The alphabet is an arbitrary taxonomy, without a lot of wisdom built in (are the letters in that order because of the song?).
It's way more useful to consider taxonomies that are based on content or usage.
Almost everything we understand is sorted into some sort of taxonomy.
Foods, for example: we understand intuitively that chard is close to spinach, not chicken, even though the first two letters are the same.
The taxonomy of food helps you figure out what to eat next, because you understand what might be a replacement for what's not available.
Shopify has more in common with Udemy (both tech startups) than it does with the Bank of Canada (both based in Ottawa).
Your job, if you want to explain a field, if you want to understand it, if you want to change it, is to begin with the taxonomy of how it's explained and understood.
Once you understand a taxonomy, you've got a chance to re-organize it in a way that is even more useful.
Too often, we get lazy and put unrelated bullet points next to each other, or organize in order of invention.

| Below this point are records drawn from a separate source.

//! Count-encoded command-line input
//!
//! Every "list of things spread over schemes" category arrives as a counts
//! array plus a flat values array. The structs here are declared with
//! `clap::Args` so the CLI can flatten them, and each one validates its own
//! arrays before anything is sliced.

pub mod custom_schemes;
pub mod execution_actions;
pub mod target_args_env;

pub use custom_schemes::CustomSchemesArguments;
pub use execution_actions::ExecutionActionsArguments;
pub use target_args_env::{ArgsAndEnvArguments, TargetArgsAndEnv};

use crate::error::{Error, Result};
use crate::types::TargetId;

/// `"1"` is true, anything else is false
pub fn parse_flag(value: &str) -> std::result::Result<bool, String> {
    Ok(value == "1")
}

/// Empty string means "no value"
pub fn parse_optional_string(value: &str) -> std::result::Result<Option<String>, String> {
    Ok((!value.is_empty()).then(|| value.to_string()))
}

pub fn parse_optional_target_id(value: &str) -> std::result::Result<Option<TargetId>, String> {
    Ok((!value.is_empty()).then(|| TargetId::from(value)))
}

pub fn parse_optional_order(value: &str) -> std::result::Result<Option<i64>, String> {
    if value.is_empty() {
        return Ok(None);
    }
    value
        .parse()
        .map(Some)
        .map_err(|e| format!("invalid order '{value}': {e}"))
}

/// Adds up a counts array, rejecting totals that do not fit in `usize`
pub(crate) fn sum(counts_name: &str, counts: &[usize]) -> Result<usize> {
    counts
        .iter()
        .try_fold(0usize, |total, &count| total.checked_add(count))
        .ok_or_else(|| too_large(counts_name))
}

/// Lines taken by `arg_count` arguments and `env_count` (key, value) pairs
pub(crate) fn args_env_line_count(
    arg_count: usize,
    env_count: usize,
    counts_name: &str,
) -> Result<usize> {
    env_count
        .checked_mul(2)
        .and_then(|env_lines| env_lines.checked_add(arg_count))
        .ok_or_else(|| too_large(counts_name))
}

fn too_large(counts_name: &str) -> Error {
    Error::Validation(format!(
        "The sum of <{counts_name}> is too large to describe any number of elements."
    ))
}

/// A counts array is either unused (sums to zero) or has one entry per owner
pub(crate) fn check_counts_len(
    counts_name: &str,
    counts: &[usize],
    owner_name: &str,
    owner_len: usize,
) -> Result<()> {
    if counts.iter().all(|&count| count == 0) || counts.len() == owner_len {
        return Ok(());
    }
    Err(Error::Validation(format!(
        "<{counts_name}> ({} elements) must have exactly as many elements as <{owner_name}> ({owner_len} elements).",
        counts.len()
    )))
}

pub(crate) fn check_counts_sum(
    counts_name: &str,
    counts: &[usize],
    values_name: &str,
    values_len: usize,
) -> Result<()> {
    let counts_sum = sum(counts_name, counts)?;
    if counts_sum == values_len {
        return Ok(());
    }
    Err(Error::Validation(format!(
        "The sum of <{counts_name}> ({counts_sum}) must equal the number of <{values_name}> elements ({values_len})."
    )))
}

pub(crate) fn check_enabled_states(
    states_name: &str,
    states_len: usize,
    counts_name: &str,
    counts: &[usize],
) -> Result<()> {
    let counts_sum = sum(counts_name, counts)?;
    if counts_sum == states_len {
        return Ok(());
    }
    Err(Error::Validation(format!(
        "The number of <{states_name}> elements ({states_len}) must equal the sum of <{counts_name}> ({counts_sum})."
    )))
}

pub(crate) fn check_len(name: &str, len: usize, owner_name: &str, owner_len: usize) -> Result<()> {
    if len == owner_len {
        return Ok(());
    }
    Err(Error::Validation(format!(
        "<{name}> ({len} elements) must have exactly as many elements as <{owner_name}> ({owner_len} elements)."
    )))
}
#[cfg(test)]
mod tests {
    use super::*;

    fn one_scheme() -> CustomSchemesArguments {
        CustomSchemesArguments {
            custom_schemes: vec!["App".to_string()],
            test_address_sanitizer_enabled_states: vec![false],
            test_thread_sanitizer_enabled_states: vec![false],
            test_ub_sanitizer_enabled_states: vec![false],
            test_environment_variables_include_defaults: vec![false],
            test_use_run_args_and_env_enabled_states: vec![true],
            test_xcode_configurations: vec![None],
            run_address_sanitizer_enabled_states: vec![false],
            run_thread_sanitizer_enabled_states: vec![false],
            run_ub_sanitizer_enabled_states: vec![false],
            run_environment_variables_include_defaults: vec![false],
            run_launch_extension_hosts: vec![None],
            run_launch_targets: vec![None],
            run_working_directories: vec![None],
            run_xcode_configurations: vec![None],
            profile_environment_variables_include_defaults: vec![false],
            profile_launch_extension_hosts: vec![None],
            profile_launch_targets: vec![None],
            profile_use_run_args_and_env_enabled_states: vec![true],
            profile_working_directories: vec![None],
            profile_xcode_configurations: vec![None],
            ..Default::default()
        }
    }

    #[test]
    fn test_minimal_scheme_is_valid() {
        assert!(one_scheme().validate().is_ok());
    }

    #[test]
    fn test_build_target_sum_mismatch() {
        let mut arguments = one_scheme();
        arguments.test_build_target_counts = vec![2];
        arguments.test_build_targets = vec![TargetId::from("a")];

        let err = arguments.validate().unwrap_err();
        assert!(err.to_string().contains("<test-build-target-counts> (2)"));
        assert!(err.to_string().contains("<test-build-targets> elements (1)"));
    }

    #[test]
    fn test_per_scheme_array_length_mismatch() {
        let mut arguments = one_scheme();
        arguments.run_launch_targets = vec![];

        let err = arguments.validate().unwrap_err();
        assert_eq!(
            err.to_string(),
            "Validation error: <run-launch-targets> (0 elements) must have exactly as many elements as <custom-schemes> (1 elements)."
        );
    }

    #[test]
    fn test_enabled_states_follow_counts() {
        let mut arguments = one_scheme();
        arguments.run_environment_variable_counts = vec![2];
        arguments.run_environment_variable_enabled_states = vec![true];

        let err = arguments.validate().unwrap_err();
        assert!(
            err.to_string()
                .contains("<run-environment-variable-enabled-states> elements (1)")
        );
    }

    #[test]
    fn test_expected_line_count_doubles_environment() {
        let mut arguments = one_scheme();
        arguments.test_command_line_argument_counts = vec![1];
        arguments.run_environment_variable_counts = vec![2];
        arguments.profile_command_line_argument_counts = vec![3];

        assert_eq!(arguments.expected_args_env_line_count().unwrap(), 8);
        assert!(arguments.check_args_env_line_count("args", 8).is_ok());

        let err = arguments.check_args_env_line_count("args", 7).unwrap_err();
        assert!(matches!(err, Error::Precondition(_)));
        assert!(err.to_string().contains("It should equal 8."));
    }

    #[test]
    fn test_overflowing_counts_fail_validation() {
        let mut arguments = one_scheme();
        arguments.custom_schemes.push("Other".to_string());
        arguments.test_build_target_counts = vec![usize::MAX, 2];
        arguments.test_build_targets = vec![TargetId::from("x")];

        let err = arguments.validate().unwrap_err();
        assert!(matches!(err, Error::Validation(_)));
        assert!(err.to_string().contains("<test-build-target-counts>"));
    }

    #[test]
    fn test_overflowing_line_count_is_rejected() {
        let mut arguments = one_scheme();
        arguments.run_environment_variable_counts = vec![usize::MAX / 2 + 1];

        let err = arguments.check_args_env_line_count("args", 0).unwrap_err();
        assert!(matches!(err, Error::Validation(_)));

        arguments.run_environment_variable_counts = vec![usize::MAX / 2];
        arguments.profile_command_line_argument_counts = vec![2];
        let err = arguments.expected_args_env_line_count().unwrap_err();
        assert!(matches!(err, Error::Validation(_)));
    }
}
//! schemegen - Generates Xcode custom schemes from count-encoded input
//!
//! This crate provides functionality to:
//! - Decode count-encoded flat arrays of per-scheme arguments, environment
//!   variables and execution actions
//! - Resolve launch targets, extension hosts and inherited defaults into
//!   [`SchemeInfo`]s
//! - Plan the build, test, launch, profile, analyze and archive actions of
//!   each scheme and render them
pub mod arguments;
pub mod assembly;
pub mod config;
pub mod decode;
pub mod error;
pub mod generator;
pub mod plan;
pub mod types;

// Re-export commonly used types and traits
pub use error::{Error, Result};
pub use types::*;

// Re-export main API components
pub use arguments::{ArgsAndEnvArguments, CustomSchemesArguments, TargetArgsAndEnv};
pub use assembly::calculate_scheme_infos;
pub use config::{Project, ProjectModel};
pub use decode::{FileLines, LineSource, Lines};
pub use generator::{
    CustomSchemeInfos, Generator, GeneratorInputs, JsonSchemeRenderer, RenderedScheme,
    SchemeInfoSource, SchemeRenderer,
};
pub use plan::{SchemePlan, create_scheme_plan};
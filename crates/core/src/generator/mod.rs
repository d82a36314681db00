//! End-to-end scheme generation
//!
//! [`Generator`] wires the two replaceable steps together: a
//! [`SchemeInfoSource`] that resolves scheme infos from the decoded inputs,
//! and a [`SchemeRenderer`] that turns each planned scheme into text.

pub mod render;

pub use render::{JsonSchemeRenderer, SchemeRenderer};

use crate::arguments::{CustomSchemesArguments, TargetArgsAndEnv};
use crate::assembly::calculate_scheme_infos;
use crate::config::Project;
use crate::decode::Lines;
use crate::error::Result;
use crate::plan::create_scheme_plan;
use crate::types::SchemeInfo;

/// Everything read up front for one generation run
#[derive(Debug, Clone, Default)]
pub struct GeneratorInputs {
    pub project: Project,
    pub arguments: CustomSchemesArguments,
    pub target_args_env: TargetArgsAndEnv,
    pub args_env: Lines,
    pub execution_actions: Lines,
}

/// Produces the resolved scheme infos for a run
pub trait SchemeInfoSource {
    fn scheme_infos<'a>(&self, inputs: &'a GeneratorInputs) -> Result<Vec<SchemeInfo<'a>>>;
}

/// Resolves scheme infos from the count-encoded custom scheme arguments
#[derive(Debug, Clone, Copy, Default)]
pub struct CustomSchemeInfos;

impl SchemeInfoSource for CustomSchemeInfos {
    fn scheme_infos<'a>(&self, inputs: &'a GeneratorInputs) -> Result<Vec<SchemeInfo<'a>>> {
        calculate_scheme_infos(
            &inputs.arguments,
            &inputs.args_env,
            &inputs.execution_actions,
            &inputs.target_args_env,
            &inputs.project,
        )
    }
}

#[derive(Debug, Clone, PartialEq, Eq)]
pub struct RenderedScheme {
    pub name: String,
    pub contents: String,
}

pub struct Generator {
    source: Box<dyn SchemeInfoSource>,
    renderer: Box<dyn SchemeRenderer>,
}

impl Default for Generator {
    fn default() -> Self {
        Self::new(Box::new(CustomSchemeInfos), Box::new(JsonSchemeRenderer::default()))
    }
}

impl Generator {
    pub fn new(source: Box<dyn SchemeInfoSource>, renderer: Box<dyn SchemeRenderer>) -> Self {
        Self { source, renderer }
    }

    /// Renders every scheme in declaration order. The first failure aborts
    /// the run and nothing is returned.
    pub fn generate(&self, inputs: &GeneratorInputs) -> Result<Vec<RenderedScheme>> {
        let scheme_infos = self.source.scheme_infos(inputs)?;
        let project = &inputs.project;

        let rendered = scheme_infos
            .iter()
            .map(|scheme_info| {
                let plan = create_scheme_plan(
                    &project.default_xcode_configuration,
                    &project.extension_point_identifiers,
                    scheme_info,
                )?;
                Ok(RenderedScheme {
                    name: plan.name.clone(),
                    contents: self.renderer.render(&plan)?,
                })
            })
            .collect::<Result<Vec<_>>>()?;

        tracing::info!(
            "Rendered {} schemes with the {} renderer",
            rendered.len(),
            self.renderer.name()
        );
        Ok(rendered)
    }
}
//! Cursor based slicing of count-encoded arrays
//!
//! A flat array is shared by every scheme; a parallel counts array says how
//! many elements belong to each scheme. Slicing walks the schemes in order
//! and hands back the next `counts[i]` elements together with the advanced
//! cursor.

/// Position of the next unconsumed element in a flat array
#[derive(Debug, Clone, Copy, Default, PartialEq, Eq, PartialOrd, Ord)]
pub struct Cursor(usize);

impl Cursor {
    pub fn new(position: usize) -> Self {
        Self(position)
    }

    pub fn position(self) -> usize {
        self.0
    }

    pub fn advanced_by(self, count: usize) -> Self {
        Self(self.0 + count)
    }
}

/// Takes `count` elements starting at `cursor`.
///
/// Callers validate the counts against the array length up front, so the
/// range is always in bounds.
pub fn take<T>(values: &[T], cursor: Cursor, count: usize) -> (&[T], Cursor) {
    let end = cursor.advanced_by(count);
    (&values[cursor.position()..end.position()], end)
}

/// Count declared for `scheme_index`, zero when the category is unused
pub fn count_for_scheme(counts: &[usize], scheme_index: usize) -> usize {
    counts.get(scheme_index).copied().unwrap_or(0)
}

/// Slices the elements belonging to `scheme_index`.
///
/// An empty `values` array means no scheme uses the category; every scheme
/// gets an empty slice and `counts` is never consulted.
pub fn slice_for_scheme<'a, T>(
    values: &'a [T],
    counts: &[usize],
    scheme_index: usize,
    cursor: Cursor,
) -> (&'a [T], Cursor) {
    if values.is_empty() {
        return (&[], cursor);
    }

    take(values, cursor, count_for_scheme(counts, scheme_index))
}
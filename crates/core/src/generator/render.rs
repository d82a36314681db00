use crate::error::{Error, Result};
use crate::plan::SchemePlan;

/// Turns a planned scheme into the text written for it
pub trait SchemeRenderer {
    /// Short name used in logs
    fn name(&self) -> &'static str;

    fn render(&self, plan: &SchemePlan) -> Result<String>;

    /// File extension for rendered output, without the dot
    fn extension(&self) -> &'static str {
        "json"
    }
}

/// Renders scheme plans as JSON documents
#[derive(Debug, Clone, Copy, PartialEq, Eq)]
pub struct JsonSchemeRenderer {
    pub pretty: bool,
}

impl Default for JsonSchemeRenderer {
    fn default() -> Self {
        Self { pretty: true }
    }
}

impl SchemeRenderer for JsonSchemeRenderer {
    fn name(&self) -> &'static str {
        "json"
    }

    fn render(&self, plan: &SchemePlan) -> Result<String> {
        let rendered = if self.pretty {
            serde_json::to_string_pretty(plan)
        } else {
            serde_json::to_string(plan)
        };
        rendered.map_err(|e| Error::Render(format!("Failed to render scheme \"{}\": {e}", plan.name)))
    }
}
use anyhow::{Context, Result, bail};
use std::collections::HashSet;
use std::fs;
use std::path::Path;
use tracing::info;

use schemegen_core::{
    CustomSchemeInfos, Generator, JsonSchemeRenderer, RenderedScheme, SchemeRenderer,
};

use super::load_inputs;
use crate::cli::InputArgs;

pub fn generate_command(inputs: InputArgs, output_dir: Option<&Path>, compact: bool) -> Result<()> {
    let inputs = load_inputs(inputs)?;

    let renderer = JsonSchemeRenderer { pretty: !compact };
    let extension = renderer.extension();
    let generator = Generator::new(Box::new(CustomSchemeInfos), Box::new(renderer));
    let rendered = generator
        .generate(&inputs)
        .context("Failed to generate custom schemes")?;

    let Some(output_dir) = output_dir else {
        println!("{}", json_array(&rendered, compact));
        return Ok(());
    };

    // Check every name before anything is written
    let file_names = scheme_file_names(&rendered, extension)?;

    fs::create_dir_all(output_dir)
        .with_context(|| format!("Failed to create {}", output_dir.display()))?;
    for (scheme, file_name) in rendered.iter().zip(file_names) {
        let path = output_dir.join(file_name);
        fs::write(&path, &scheme.contents)
            .with_context(|| format!("Failed to write {}", path.display()))?;
        info!("Wrote scheme \"{}\" to {}", scheme.name, path.display());
    }
    println!(
        "Generated {} schemes in {}",
        rendered.len(),
        output_dir.display()
    );

    Ok(())
}

/// Joins the rendered documents into one JSON array
fn json_array(rendered: &[RenderedScheme], compact: bool) -> String {
    if compact {
        let documents: Vec<&str> = rendered.iter().map(|scheme| scheme.contents.as_str()).collect();
        return format!("[{}]", documents.join(","));
    }
    if rendered.is_empty() {
        return "[]".to_string();
    }

    let documents: Vec<String> = rendered
        .iter()
        .map(|scheme| {
            scheme
                .contents
                .lines()
                .map(|line| format!("  {line}"))
                .collect::<Vec<_>>()
                .join("\n")
        })
        .collect();
    format!("[\n{}\n]", documents.join(",\n"))
}

/// One file name per scheme, in order. Names that would leave the output
/// directory, and names used by more than one scheme, are rejected.
fn scheme_file_names(rendered: &[RenderedScheme], extension: &str) -> Result<Vec<String>> {
    let mut seen = HashSet::new();
    rendered
        .iter()
        .map(|scheme| {
            let name = scheme.name.as_str();
            if name.is_empty()
                || name == "."
                || name == ".."
                || name.contains(['/', '\\', '\0'])
            {
                bail!("Scheme name \"{name}\" cannot be used as a file name");
            }
            if !seen.insert(name) {
                bail!("More than one custom scheme is named \"{name}\"");
            }
            Ok(format!("{name}.{extension}"))
        })
        .collect()
}

#[cfg(test)]
mod tests {
    use super::*;

    fn scheme(name: &str, contents: &str) -> RenderedScheme {
        RenderedScheme {
            name: name.to_string(),
            contents: contents.to_string(),
        }
    }

    #[test]
    fn test_file_names_use_the_extension() {
        let rendered = vec![scheme("App", ""), scheme("App Tests", "")];
        let names = scheme_file_names(&rendered, "json").unwrap();
        assert_eq!(names, vec!["App.json", "App Tests.json"]);
    }

    #[test]
    fn test_path_like_names_are_rejected() {
        for name in ["", ".", "..", "../escape", "nested/App", "win\\App"] {
            let err = scheme_file_names(&[scheme(name, "")], "json").unwrap_err();
            assert!(
                err.to_string().contains("cannot be used as a file name"),
                "{name}: {err}"
            );
        }
    }

    #[test]
    fn test_duplicate_names_are_rejected() {
        let rendered = vec![scheme("App", ""), scheme("Other", ""), scheme("App", "")];
        let err = scheme_file_names(&rendered, "json").unwrap_err();
        assert_eq!(err.to_string(), "More than one custom scheme is named \"App\"");
    }

    #[test]
    fn test_stdout_output_is_one_json_value() {
        let rendered = vec![
            scheme("A", "{\n  \"name\": \"A\"\n}"),
            scheme("B", "{\n  \"name\": \"B\"\n}"),
        ];

        let pretty: serde_json::Value = serde_json::from_str(&json_array(&rendered, false)).unwrap();
        assert_eq!(pretty[1]["name"], "B");

        let compact = vec![scheme("A", r#"{"name":"A"}"#), scheme("B", r#"{"name":"B"}"#)];
        assert_eq!(json_array(&compact, true), r#"[{"name":"A"},{"name":"B"}]"#);
        assert_eq!(json_array(&[], false), "[]");
    }
}
//! Project model configuration for schemegen

pub mod project;

// Re-export main types
pub use project::{
    DEFAULT_XCODE_CONFIGURATION, ExtensionPointIdentifier, Project, ProjectModel,
};
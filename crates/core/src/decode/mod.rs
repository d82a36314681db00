//! Decoding of count-encoded flat arrays into per-scheme lists

pub mod args_env;
pub mod cursor;
pub mod lines;

pub use args_env::{Positions, command_line_arguments, environment_variables};
pub use cursor::{Cursor, count_for_scheme, slice_for_scheme, take};
pub use lines::{FileLines, LineSource, Lines};

/// Reverses the transport encoding of embedded newlines
pub fn nulls_to_newlines(value: &str) -> String {
    value.replace('\0', "\n")
}
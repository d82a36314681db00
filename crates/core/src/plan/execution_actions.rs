//! Scheme level pre/post actions
//!
//! User supplied execution actions are bucketed by (action, pre/post) and
//! sorted by their explicit order. The planner later puts the generated
//! Bazel support actions in front of them.

use serde::Serialize;
use std::collections::HashMap;

use crate::types::{ActionKind, BuildableReference, ExecutionAction};

const INITIALIZE_BUILD_OUTPUT_GROUPS_FILE_TITLE: &str = "Initialize Bazel Build Output Groups File";
const INITIALIZE_BUILD_OUTPUT_GROUPS_FILE_SCRIPT: &str = r#"mkdir -p "${BAZEL_BUILD_OUTPUT_GROUPS_FILE%/*}"
if [[ -s "$BAZEL_BUILD_OUTPUT_GROUPS_FILE" ]]; then
    rm "$BAZEL_BUILD_OUTPUT_GROUPS_FILE"
fi
"#;

const PREPARE_BAZEL_DEPENDENCIES_TITLE: &str = "Prepare BazelDependencies";
const PREPARE_BAZEL_DEPENDENCIES_SCRIPT: &str = r#"mkdir -p "$PROJECT_DIR"

if [[ "${ENABLE_ADDRESS_SANITIZER:-}" == "YES" || \
      "${ENABLE_THREAD_SANITIZER:-}" == "YES" || \
      "${ENABLE_UNDEFINED_BEHAVIOR_SANITIZER:-}" == "YES" ]]
then
    cd "$INTERNAL_DIR" || exit 1
    ln -shfF "$DEVELOPER_DIR/Toolchains/XcodeDefault.xctoolchain/usr/lib" lib
fi
"#;

const UPDATE_LLDBINIT_TITLE: &str = "Update .lldbinit and copy dSYMs";
const UPDATE_LLDBINIT_SCRIPT: &str = r#""$BAZEL_INTEGRATION_DIR/create_lldbinit.sh"
"$BAZEL_INTEGRATION_DIR/copy_dsyms.sh"
"#;

/// A pre/post action as it appears in a scheme
#[derive(Debug, Clone, PartialEq, Eq, Serialize)]
pub struct SchemeExecutionAction {
    pub title: String,
    pub script_text: String,
    /// Target whose build settings are used to expand `script_text`
    pub expand_variables_based_on: BuildableReference,
}

impl SchemeExecutionAction {
    pub fn initialize_bazel_build_output_groups_file(reference: &BuildableReference) -> Self {
        Self::generated(
            INITIALIZE_BUILD_OUTPUT_GROUPS_FILE_TITLE,
            INITIALIZE_BUILD_OUTPUT_GROUPS_FILE_SCRIPT,
            reference,
        )
    }

    pub fn prepare_bazel_dependencies(reference: &BuildableReference) -> Self {
        Self::generated(
            PREPARE_BAZEL_DEPENDENCIES_TITLE,
            PREPARE_BAZEL_DEPENDENCIES_SCRIPT,
            reference,
        )
    }

    pub fn update_lldbinit_and_copy_dsyms(reference: &BuildableReference) -> Self {
        Self::generated(UPDATE_LLDBINIT_TITLE, UPDATE_LLDBINIT_SCRIPT, reference)
    }

    fn generated(title: &str, script_text: &str, reference: &BuildableReference) -> Self {
        Self {
            title: title.to_string(),
            script_text: script_text.to_string(),
            expand_variables_based_on: reference.clone(),
        }
    }
}

impl From<&ExecutionAction<'_>> for SchemeExecutionAction {
    fn from(action: &ExecutionAction<'_>) -> Self {
        Self {
            title: action.title.clone(),
            script_text: action.script_text.clone(),
            expand_variables_based_on: action.target.buildable_reference.clone(),
        }
    }
}

#[derive(Debug, Clone, Default, PartialEq, Eq, Serialize)]
pub struct PrePostActions {
    pub pre_actions: Vec<SchemeExecutionAction>,
    pub post_actions: Vec<SchemeExecutionAction>,
}

/// Sorted actions for each scheme action
#[derive(Debug, Clone, Default, PartialEq, Eq)]
pub struct SortedExecutionActions {
    pub build: PrePostActions,
    pub test: PrePostActions,
    pub run: PrePostActions,
    pub profile: PrePostActions,
}

#[derive(Debug, Clone)]
struct Pending {
    order: Option<i64>,
    action: SchemeExecutionAction,
}

/// Accumulates execution actions into their eight buckets
#[derive(Debug, Clone, Default)]
pub struct ExecutionActionBuckets {
    buckets: HashMap<(ActionKind, bool), Vec<Pending>>,
}

impl ExecutionActionBuckets {
    pub fn new() -> Self {
        Self::default()
    }

    pub fn push(&mut self, action: &ExecutionAction<'_>) {
        self.buckets
            .entry((action.action, action.is_pre_action))
            .or_default()
            .push(Pending {
                order: action.order,
                action: SchemeExecutionAction::from(action),
            });
    }

    pub fn len(&self) -> usize {
        self.buckets.values().map(Vec::len).sum()
    }

    pub fn is_empty(&self) -> bool {
        self.len() == 0
    }

    /// Sorts each bucket by ascending order. Actions without an order keep
    /// their input order and come after every ordered one.
    pub fn into_sorted(mut self) -> SortedExecutionActions {
        let mut take = |kind: ActionKind| PrePostActions {
            pre_actions: sorted(self.buckets.remove(&(kind, true))),
            post_actions: sorted(self.buckets.remove(&(kind, false))),
        };

        SortedExecutionActions {
            build: take(ActionKind::Build),
            test: take(ActionKind::Test),
            run: take(ActionKind::Run),
            profile: take(ActionKind::Profile),
        }
    }
}

fn sorted(pending: Option<Vec<Pending>>) -> Vec<SchemeExecutionAction> {
    let mut pending = pending.unwrap_or_default();
    pending.sort_by_key(|p| (p.order.is_none(), p.order));
    pending.into_iter().map(|p| p.action).collect()
}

For example, we teach high school biology before (and separate from) chemistry, even though you can't understand biology without chemistry (and you can certainly understand chemistry without biology).
We do this because we started working on biology thousands of years before we got smart about chemistry, and the order stuck.
The reason an entrepreneur needs a taxonomy is that she can find the holes, and figure out how to fill them.
And a teacher needs one, because creating a mental model is the critical first step in understanding how the world works.
If you can't build a taxonomy for your area of expertise, then you're not an expert in it.